Data recovery and back-ups

With the rising sophistication of threats and the old adage of “no 100% security”, data protection naturally extends to more than proactive defensive measures.

Building in “redundancy” and “resiliency”, according to Pulvermueller, are necessary, and “mean-time-to-restore” is key where back-ups are deployed.

Although these are arguably industry best practices and data restoration under most circumstances is highly stressful, the time factor in a sport synonymous with speed vastly raises the stakes.

Moreover, while ransomware remains an ever-present threat that can strike on race day, downtime during design and development could also cost the team the vaunted podium finish.

Furthermore, as with all sports, F1 teams have historically used biometric data to monitor athletes’ fitness and performance – the collection and processing of which are set out in the FIA “guidelines for the collection and usage of biometric data in motor sport.”

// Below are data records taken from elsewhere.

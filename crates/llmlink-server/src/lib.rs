//! The llmlink broker daemon.
//!
//! Hosts the connection broker, the IPC listener sibling processes connect
//! to, and the HTTP/WebSocket surface operators query. [`Daemon`] wires them
//! together; `llmlinkd` is a thin binary around it.

pub mod api;
pub mod daemon;
pub mod dispatch;
pub mod reload;
pub mod ws;

pub use api::AppState;
pub use daemon::{Daemon, DaemonOptions};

So, “data retention” and “de-duplication” in back-ups will also need to adhere to FIA’s guidelines (as well as EU’s GDPR), according to Pulvermueller and Reed.

Last words

“Data is the forefront of everything we do, F1 is a data driven sport,” Goodridge said.

“We are learning and evolving forward – that is the key for us to how we need to use data more efficiently in the future,” he added.

But malicious actors are undoubtedly evolving as well. In protecting against the rising sophistication of the adversaries seeking to steal, impair and destroy the crown jewel, “learn from the mistakes of others,” Reed advised.